▸ Work to complete
Wherever "FullMirrorCache" occurs in the entries, copy the line that holds it.

▸ Data in this exercise
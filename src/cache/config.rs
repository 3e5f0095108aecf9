//! Cache strategy selection and sizing configuration.

use std::sync::Arc;

use crate::loader::ProjectLoader;
use crate::metrics::CacheMetrics;

use super::bounded::BoundedLruCache;
use super::full_mirror::FullMirrorCache;
use super::r#trait::ProjectCache;
use super::types::CacheError;

/// Default capacity of the bounded project store.
pub const DEFAULT_MAX_ENTRIES: usize = 1000;

/// Default number of recently used projects preloaded at construction.
pub const DEFAULT_PRELOAD_COUNT: usize = 100;

/// Which cache strategy to instantiate.
#[derive(Debug, Clone, Copy, PartialEq, Eq)]
pub enum CacheStrategy {
    /// Unbounded mirror of every active project.
    FullMirror,
    /// Size-bounded LRU cache behind a full name to id mirror.
    BoundedLru,
}

impl CacheStrategy {
    /// Parse a configuration value; unknown values fall back to the mirror.
    pub fn from_name(name: &str) -> Self {
        match name.trim().to_ascii_lowercase().as_str() {
            "bounded" | "bounded_lru" | "lru" => Self::BoundedLru,
            "full" | "full_mirror" | "inmemory" => Self::FullMirror,
            other => {
                if !other.is_empty() {
                    tracing::warn!(value = other, "unknown cache strategy, using full mirror");
                }
                Self::FullMirror
            }
        }
    }
}

/// Configuration for building a project cache.
///
/// # Example
///
/// ```
/// use flowcache::cache::{CacheConfig, CacheStrategy};
///
/// let config = CacheConfig::new(CacheStrategy::BoundedLru)
///     .with_max_entries(500)
///     .with_preload_count(50);
/// assert_eq!(config.max_entries, 500);
/// ```
#[derive(Debug, Clone)]
pub struct CacheConfig {
    /// Strategy to instantiate.
    pub strategy: CacheStrategy,
    /// Capacity of the bounded project store.
    pub max_entries: usize,
    /// Number of recently used projects preloaded at construction.
    pub preload_count: usize,
}

impl Default for CacheConfig {
    fn default() -> Self {
        Self::new(CacheStrategy::FullMirror)
    }
}

impl CacheConfig {
    pub fn new(strategy: CacheStrategy) -> Self {
        Self {
            strategy,
            max_entries: DEFAULT_MAX_ENTRIES,
            preload_count: DEFAULT_PRELOAD_COUNT,
        }
    }

    /// Set the bounded store capacity.
    pub fn with_max_entries(mut self, max_entries: usize) -> Self {
        self.max_entries = max_entries;
        self
    }

    /// Set the preload count for the bounded strategy.
    pub fn with_preload_count(mut self, preload_count: usize) -> Self {
        self.preload_count = preload_count;
        self
    }
}

/// Build the configured cache strategy over the given loader.
///
/// The result is the long-lived, process-wide cache instance; callers keep
/// it behind an `Arc` and hand clones to request handlers.
///
/// # Errors
///
/// Propagates the strategy's construction-time preload failure.
pub fn build_cache(
    config: &CacheConfig,
    loader: Arc<dyn ProjectLoader>,
    metrics: CacheMetrics,
) -> Result<Arc<dyn ProjectCache>, CacheError> {
    match config.strategy {
        CacheStrategy::FullMirror => Ok(Arc::new(FullMirrorCache::new(loader)?)),
        CacheStrategy::BoundedLru => Ok(Arc::new(BoundedLruCache::new(config, loader, metrics)?)),
    }
}
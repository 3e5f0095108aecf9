//! Size-bounded project store with least-recently-used eviction.

use std::collections::HashMap;
use std::sync::{Arc, Mutex};

use crate::project::{Project, ProjectId};

/// Entry in the bounded store.
struct StoreEntry {
    project: Arc<Project>,
    /// Logical clock value at the last touch.
    last_access: u64,
}

/// Bounded id-indexed project store evicting by access recency.
///
/// Recency is tracked with a logical clock rather than wall time so that
/// back-to-back accesses are always strictly ordered. Eviction happens on
/// insert, once the entry count exceeds the configured maximum.
pub(crate) struct LruStore {
    max_entries: usize,
    inner: Mutex<Inner>,
}

struct Inner {
    entries: HashMap<ProjectId, StoreEntry>,
    clock: u64,
}

impl LruStore {
    /// Create a store holding at most `max_entries` projects.
    pub fn new(max_entries: usize) -> Self {
        Self {
            max_entries: max_entries.max(1),
            inner: Mutex::new(Inner {
                entries: HashMap::new(),
                clock: 0,
            }),
        }
    }

    /// Get a project by id, marking it as most recently used.
    pub fn get(&self, id: ProjectId) -> Option<Arc<Project>> {
        let mut inner = self.inner.lock().unwrap();
        inner.clock += 1;
        let tick = inner.clock;

        let entry = inner.entries.get_mut(&id)?;
        entry.last_access = tick;
        Some(entry.project.clone())
    }

    /// Insert or replace a project, evicting the least recently used entry
    /// if the store would exceed its capacity.
    ///
    /// Returns the id of the evicted project, if any.
    pub fn insert(&self, project: Arc<Project>) -> Option<ProjectId> {
        let mut inner = self.inner.lock().unwrap();
        inner.clock += 1;
        let tick = inner.clock;

        inner.entries.insert(
            project.id(),
            StoreEntry {
                project,
                last_access: tick,
            },
        );

        if inner.entries.len() > self.max_entries {
            let victim = inner
                .entries
                .iter()
                .min_by_key(|(_, entry)| entry.last_access)
                .map(|(id, _)| *id);
            if let Some(victim_id) = victim {
                inner.entries.remove(&victim_id);
                tracing::debug!(project_id = victim_id, "evicted least recently used project");
                return Some(victim_id);
            }
        }
        None
    }

    /// Remove a project by id. Absent ids are a no-op.
    pub fn remove(&self, id: ProjectId) -> Option<Arc<Project>> {
        let mut inner = self.inner.lock().unwrap();
        inner.entries.remove(&id).map(|entry| entry.project)
    }

    pub fn len(&self) -> usize {
        self.inner.lock().unwrap().entries.len()
    }

    pub fn max_entries(&self) -> usize {
        self.max_entries
    }
}
//! Loader contract for reaching the persistent project store.
//!
//! The cache never talks to the store directly; it goes through
//! [`ProjectLoader`], implemented by the storage layer. Every call is
//! synchronous and blocks the calling thread for the duration of the store
//! round-trip.

use std::collections::HashMap;

use thiserror::Error;

use crate::project::{Project, ProjectId};

/// Error raised when the persistent store cannot complete a call.
///
/// Not-found is not an error: single-item fetches report it as `Ok(None)`
/// and batch fetches simply omit the missing ids.
#[derive(Debug, Error)]
pub enum StoreError {
    /// The store could not be reached.
    #[error("project store unreachable: {0}")]
    Unavailable(String),

    /// The store rejected or failed the query.
    #[error("project store query failed: {0}")]
    Query(String),
}

/// Synchronous access to the persistent project store.
///
/// Cache strategies consume this to resolve misses and to preload at
/// construction time. Implementations must be callable from any thread.
pub trait ProjectLoader: Send + Sync {
    /// Fetch a single project by id, active or not.
    fn fetch_project_by_id(&self, id: ProjectId) -> Result<Option<Project>, StoreError>;

    /// Fetch a single active project by exact name.
    fn fetch_project_by_name(&self, name: &str) -> Result<Option<Project>, StoreError>;

    /// Fetch a batch of projects by id. Unknown ids are omitted from the
    /// result; the result may be empty.
    fn fetch_projects_by_ids(&self, ids: &[ProjectId]) -> Result<Vec<Project>, StoreError>;

    /// Fetch every active project.
    fn fetch_active_projects(&self) -> Result<Vec<Project>, StoreError>;

    /// Fetch the name to id mapping for every active project.
    fn fetch_all_project_names(&self) -> Result<HashMap<String, ProjectId>, StoreError>;

    /// Fetch up to `count` most recently used projects, possibly empty.
    fn fetch_recent_projects(&self, count: usize) -> Result<Vec<Project>, StoreError>;

    /// Attach flow definitions to each project in place.
    ///
    /// Cache strategies call this before wrapping projects for installation,
    /// so a project is never visible through an index without its flows.
    fn load_flows(&self, projects: &mut [Project]) -> Result<(), StoreError>;
}
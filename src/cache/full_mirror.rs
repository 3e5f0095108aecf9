//! Unbounded full-mirror cache strategy.

use std::sync::Arc;
use std::time::Instant;

use dashmap::DashMap;

use crate::loader::ProjectLoader;
use crate::project::{Project, ProjectId};

use super::index::CaseInsensitiveIndex;
use super::r#trait::ProjectCache;
use super::store::StoreClient;
use super::types::CacheError;

/// Cache strategy mirroring every active project in memory.
///
/// Construction loads the complete active set and its flows; after that the
/// two indexes are an unbounded mirror and nothing is ever evicted
/// automatically. Misses (inactive or unknown projects) fall through to the
/// store and are passed through without retention, so repeated lookups for
/// an inactive project cost repeated store round-trips.
pub struct FullMirrorCache {
    by_id: DashMap<ProjectId, Arc<Project>>,
    by_name: CaseInsensitiveIndex<Arc<Project>>,
    store: StoreClient,
}

impl FullMirrorCache {
    /// Build the mirror by loading all active projects and their flows.
    ///
    /// # Errors
    ///
    /// Fails when the store cannot deliver the active set or its flows;
    /// a cache that cannot preload is misconfigured and must not start.
    pub fn new(loader: Arc<dyn ProjectLoader>) -> Result<Self, CacheError> {
        let cache = Self {
            by_id: DashMap::new(),
            by_name: CaseInsensitiveIndex::new(),
            store: StoreClient::new(loader),
        };

        let start = Instant::now();
        cache.preload()?;
        tracing::info!(
            projects = cache.by_id.len(),
            elapsed_ms = start.elapsed().as_millis() as u64,
            "project cache initialized"
        );
        Ok(cache)
    }

    /// Load all active projects, attach their flows in one batch call, and
    /// install them into both indexes.
    fn preload(&self) -> Result<(), CacheError> {
        tracing::info!("Loading active projects.");
        let mut projects = self.store.active_projects()?;
        if projects.is_empty() {
            return Ok(());
        }

        tracing::info!("Loading flows from active projects.");
        self.store.load_flows(&mut projects)?;
        for project in projects {
            self.put(Arc::new(project));
        }
        Ok(())
    }
}

impl ProjectCache for FullMirrorCache {
    fn put(&self, project: Arc<Project>) {
        self.by_name.put(project.name(), project.clone());
        self.by_id.insert(project.id(), project);
    }

    fn get_by_name(&self, name: &str) -> Option<Arc<Project>> {
        if let Some(project) = self.by_name.get(name) {
            return Some(project);
        }
        tracing::info!(name, "no active project with this name in cache, fetching from store");
        self.store.hydrated_by_name(name).map(Arc::new)
    }

    fn get_by_id(&self, id: ProjectId) -> Option<Arc<Project>> {
        if let Some(project) = self.by_id.get(&id) {
            return Some(project.value().clone());
        }
        self.store.hydrated_by_id(id).map(Arc::new)
    }

    fn remove(&self, project: &Project) {
        self.by_name.remove(project.name());
        self.by_id.remove(&project.id());
    }

    fn all_project_names(&self) -> Vec<String> {
        self.by_name.keys()
    }

    fn project_id(&self, name: &str) -> Option<ProjectId> {
        self.by_name.get(name).map(|project| project.id())
    }

    fn active_projects(&self) -> Vec<Arc<Project>> {
        self.by_id.iter().map(|entry| entry.value().clone()).collect()
    }

    /// Resolves each id through the mirror. The mirror already retains every
    /// active project, so nothing new is installed here.
    fn fetch_for_ids(&self, ids: &[ProjectId]) -> Result<Vec<Arc<Project>>, CacheError> {
        let mut result = Vec::with_capacity(ids.len());
        for &id in ids {
            if let Some(project) = self.get_by_id(id) {
                result.push(project);
            }
        }
        if result.is_empty() {
            return Err(CacheError::ProjectsNotFound { ids: ids.to_vec() });
        }
        Ok(result)
    }
}
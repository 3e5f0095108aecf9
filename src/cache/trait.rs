//! Cache contract shared by every strategy.

use std::sync::Arc;

use crate::project::{Project, ProjectId};

use super::types::CacheError;

/// Operation set every project-cache strategy implements.
///
/// Strategies differ in retention (unbounded mirror vs. bounded LRU) but
/// honor the same guarantees: lookups consult the store on a miss, store
/// failures degrade to absent for single-item lookups, and a project is
/// never visible without its flows attached. All operations are safe under
/// arbitrary concurrent invocation.
pub trait ProjectCache: Send + Sync {
    /// Insert or replace the entry for the project's id and name in both
    /// indexes. Re-putting the same project is a no-op beyond recency
    /// bookkeeping.
    fn put(&self, project: Arc<Project>);

    /// Case-insensitive name lookup, falling back to the store on a miss.
    ///
    /// Returns `None` if the name is unknown everywhere, including the
    /// store, or if the store could not be reached.
    fn get_by_name(&self, name: &str) -> Option<Arc<Project>>;

    /// Id lookup, falling back to the store on a miss.
    ///
    /// Returns `None` if the store has no such id or could not be reached.
    fn get_by_id(&self, id: ProjectId) -> Option<Arc<Project>>;

    /// Evict the project from both indexes. Absent entries are a no-op.
    fn remove(&self, project: &Project);

    /// Every name currently known to the name index, in normalized form.
    fn all_project_names(&self) -> Vec<String>;

    /// Name to id lookup without loading the project body.
    fn project_id(&self, name: &str) -> Option<ProjectId>;

    /// Every active project visible through the cache.
    fn active_projects(&self) -> Vec<Arc<Project>>;

    /// Bulk resolve by id; fetched projects are installed for future hits.
    ///
    /// The full-mirror strategy fails with [`CacheError::ProjectsNotFound`]
    /// when the result would be empty; the bounded strategy returns whatever
    /// the store returns.
    fn fetch_for_ids(&self, ids: &[ProjectId]) -> Result<Vec<Arc<Project>>, CacheError>;
}
//! Project and flow entities as the cache sees them.
//!
//! These are owned by the project-management layer; the cache stores them
//! opaquely and returns them by shared reference. The only structural
//! guarantee the cache gives is that a project visible through it has its
//! flows attached.

/// Numeric identifier of a project. Assigned by the store, never changes.
pub type ProjectId = i64;

/// A named execution graph belonging to exactly one project.
#[derive(Debug, Clone, PartialEq, Eq)]
pub struct Flow {
    name: String,
    version: i32,
}

impl Flow {
    /// Create a flow definition.
    pub fn new(name: impl Into<String>, version: i32) -> Self {
        Self {
            name: name.into(),
            version,
        }
    }

    /// Flow name, unique within its project.
    pub fn name(&self) -> &str {
        &self.name
    }

    /// Version of the project upload this flow was parsed from.
    pub fn version(&self) -> i32 {
        self.version
    }
}

/// A project as stored and returned by the cache.
///
/// Mutation happens before a project is installed; once a project is visible
/// through the cache it is immutable and replaced wholesale on `put`.
#[derive(Debug, Clone, PartialEq)]
pub struct Project {
    id: ProjectId,
    name: String,
    description: String,
    version: i32,
    active: bool,
    flows: Vec<Flow>,
}

impl Project {
    /// Create a project with the given id and display name.
    ///
    /// New projects start active, at version 0, with no flows attached.
    pub fn new(id: ProjectId, name: impl Into<String>) -> Self {
        Self {
            id,
            name: name.into(),
            description: String::new(),
            version: 0,
            active: true,
            flows: Vec::new(),
        }
    }

    pub fn id(&self) -> ProjectId {
        self.id
    }

    /// Display name. Mutable in the store; the cache keys its name index on
    /// whatever name the project carried when it was installed.
    pub fn name(&self) -> &str {
        &self.name
    }

    pub fn description(&self) -> &str {
        &self.description
    }

    pub fn version(&self) -> i32 {
        self.version
    }

    pub fn is_active(&self) -> bool {
        self.active
    }

    /// Flows attached by the loader, in upload order.
    pub fn flows(&self) -> &[Flow] {
        &self.flows
    }

    pub fn set_description(&mut self, description: impl Into<String>) {
        self.description = description.into();
    }

    pub fn set_version(&mut self, version: i32) {
        self.version = version;
    }

    pub fn set_active(&mut self, active: bool) {
        self.active = active;
    }

    /// Attach flow definitions. Called by the loader before the project is
    /// installed into a cache index.
    pub fn set_flows(&mut self, flows: Vec<Flow>) {
        self.flows = flows;
    }
}
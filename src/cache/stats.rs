//! Hit and miss statistics for the bounded cache strategy.

use std::sync::atomic::{AtomicU64, Ordering};
use std::time::{Duration, Instant};

/// Monotonic hit/miss counters for a cache instance.
///
/// Counters only ever increase for the lifetime of the cache; they are
/// updated unconditionally on every access regardless of whether the
/// sampled diagnostic log fires.
#[derive(Debug)]
pub struct CacheStats {
    hits: AtomicU64,
    misses: AtomicU64,
    created_at: Instant,
}

impl Default for CacheStats {
    fn default() -> Self {
        Self::new()
    }
}

impl CacheStats {
    pub fn new() -> Self {
        Self {
            hits: AtomicU64::new(0),
            misses: AtomicU64::new(0),
            created_at: Instant::now(),
        }
    }

    /// Record a cache hit.
    #[inline]
    pub fn record_hit(&self) {
        self.hits.fetch_add(1, Ordering::Relaxed);
    }

    /// Record a cache miss.
    #[inline]
    pub fn record_miss(&self) {
        self.misses.fetch_add(1, Ordering::Relaxed);
    }

    pub fn hit_count(&self) -> u64 {
        self.hits.load(Ordering::Relaxed)
    }

    pub fn miss_count(&self) -> u64 {
        self.misses.load(Ordering::Relaxed)
    }

    /// Time since the cache was constructed.
    pub fn uptime(&self) -> Duration {
        self.created_at.elapsed()
    }

    /// Point-in-time view of the counters.
    pub fn snapshot(&self) -> CacheStatistics {
        CacheStatistics {
            hit_count: self.hit_count(),
            miss_count: self.miss_count(),
            uptime_secs: self.uptime().as_secs(),
        }
    }
}

/// Snapshot of cache statistics for reporting.
#[derive(Debug, Clone, PartialEq, Eq)]
pub struct CacheStatistics {
    pub hit_count: u64,
    pub miss_count: u64,
    pub uptime_secs: u64,
}

impl CacheStatistics {
    /// Fraction of accesses that missed (0.0 to 1.0).
    pub fn miss_rate(&self) -> f64 {
        let total = self.hit_count + self.miss_count;
        if total == 0 {
            0.0
        } else {
            self.miss_count as f64 / total as f64
        }
    }

    /// Fraction of accesses served from cache (0.0 to 1.0).
    pub fn hit_rate(&self) -> f64 {
        let total = self.hit_count + self.miss_count;
        if total == 0 {
            0.0
        } else {
            self.hit_count as f64 / total as f64
        }
    }
}
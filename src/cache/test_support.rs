//! Call-counting stub loader for strategy tests.

use std::collections::HashMap;
use std::sync::atomic::{AtomicUsize, Ordering};
use std::time::Duration;

use crate::loader::{ProjectLoader, StoreError};
use crate::project::{Flow, Project, ProjectId};

/// Stub store over a fixed set of projects.
///
/// Active projects are served by the active-set and name-mapping queries;
/// any project, active or not, resolves through the id and name fetches.
/// `load_flows` attaches one flow per project so tests can observe
/// hydration. Every method counts its calls.
pub(crate) struct StubLoader {
    projects: Vec<Project>,
    recent_ids: Vec<ProjectId>,
    fetch_delay: Option<Duration>,
    fail_lookups: bool,
    pub by_id_calls: AtomicUsize,
    pub by_name_calls: AtomicUsize,
    pub batch_calls: AtomicUsize,
    pub active_calls: AtomicUsize,
    pub names_calls: AtomicUsize,
    pub recent_calls: AtomicUsize,
    pub flow_calls: AtomicUsize,
}

impl StubLoader {
    pub fn new(projects: Vec<Project>) -> Self {
        Self {
            projects,
            recent_ids: Vec::new(),
            fetch_delay: None,
            fail_lookups: false,
            by_id_calls: AtomicUsize::new(0),
            by_name_calls: AtomicUsize::new(0),
            batch_calls: AtomicUsize::new(0),
            active_calls: AtomicUsize::new(0),
            names_calls: AtomicUsize::new(0),
            recent_calls: AtomicUsize::new(0),
            flow_calls: AtomicUsize::new(0),
        }
    }

    /// Ids reported by the recently-used query, in order.
    pub fn with_recent(mut self, ids: Vec<ProjectId>) -> Self {
        self.recent_ids = ids;
        self
    }

    /// Sleep this long inside each single-project fetch, to widen race
    /// windows in concurrency tests.
    pub fn with_fetch_delay(mut self, delay: Duration) -> Self {
        self.fetch_delay = Some(delay);
        self
    }

    /// Make the single-project fetches fail with a store error.
    pub fn failing_lookups(mut self) -> Self {
        self.fail_lookups = true;
        self
    }

    fn find_by_id(&self, id: ProjectId) -> Option<Project> {
        self.projects.iter().find(|p| p.id() == id).cloned()
    }
}

impl ProjectLoader for StubLoader {
    fn fetch_project_by_id(&self, id: ProjectId) -> Result<Option<Project>, StoreError> {
        self.by_id_calls.fetch_add(1, Ordering::SeqCst);
        if self.fail_lookups {
            return Err(StoreError::Unavailable("stub store down".into()));
        }
        if let Some(delay) = self.fetch_delay {
            std::thread::sleep(delay);
        }
        Ok(self.find_by_id(id))
    }

    fn fetch_project_by_name(&self, name: &str) -> Result<Option<Project>, StoreError> {
        self.by_name_calls.fetch_add(1, Ordering::SeqCst);
        if self.fail_lookups {
            return Err(StoreError::Unavailable("stub store down".into()));
        }
        if let Some(delay) = self.fetch_delay {
            std::thread::sleep(delay);
        }
        Ok(self
            .projects
            .iter()
            .find(|p| p.is_active() && p.name().eq_ignore_ascii_case(name))
            .cloned())
    }

    fn fetch_projects_by_ids(&self, ids: &[ProjectId]) -> Result<Vec<Project>, StoreError> {
        self.batch_calls.fetch_add(1, Ordering::SeqCst);
        Ok(ids.iter().filter_map(|&id| self.find_by_id(id)).collect())
    }

    fn fetch_active_projects(&self) -> Result<Vec<Project>, StoreError> {
        self.active_calls.fetch_add(1, Ordering::SeqCst);
        Ok(self
            .projects
            .iter()
            .filter(|p| p.is_active())
            .cloned()
            .collect())
    }

    fn fetch_all_project_names(&self) -> Result<HashMap<String, ProjectId>, StoreError> {
        self.names_calls.fetch_add(1, Ordering::SeqCst);
        Ok(self
            .projects
            .iter()
            .filter(|p| p.is_active())
            .map(|p| (p.name().to_string(), p.id()))
            .collect())
    }

    fn fetch_recent_projects(&self, count: usize) -> Result<Vec<Project>, StoreError> {
        self.recent_calls.fetch_add(1, Ordering::SeqCst);
        Ok(self
            .recent_ids
            .iter()
            .take(count)
            .filter_map(|&id| self.find_by_id(id))
            .collect())
    }

    fn load_flows(&self, projects: &mut [Project]) -> Result<(), StoreError> {
        self.flow_calls.fetch_add(1, Ordering::SeqCst);
        for project in projects {
            let flow = Flow::new(format!("{}-main", project.name()), project.version());
            project.set_flows(vec![flow]);
        }
        Ok(())
    }
}
//! Error types for the cache layer.

use thiserror::Error;

use crate::loader::StoreError;
use crate::project::ProjectId;

/// Errors surfaced by cache construction and bulk operations.
///
/// Single-item lookups never return these: per the degradation policy a
/// store failure is logged and answered as absent instead.
#[derive(Debug, Error)]
pub enum CacheError {
    /// The backing store failed during construction or a bulk call.
    #[error(transparent)]
    Store(#[from] StoreError),

    /// A bulk fetch produced no projects where at least one was required.
    #[error("no projects found for ids {ids:?}")]
    ProjectsNotFound { ids: Vec<ProjectId> },
}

▸ Answer box
use super::full_mirror::FullMirrorCache;
        CacheStrategy::FullMirror => Ok(Arc::new(FullMirrorCache::new(loader)?)),
pub struct FullMirrorCache {
impl FullMirrorCache {
impl ProjectCache for FullMirrorCache {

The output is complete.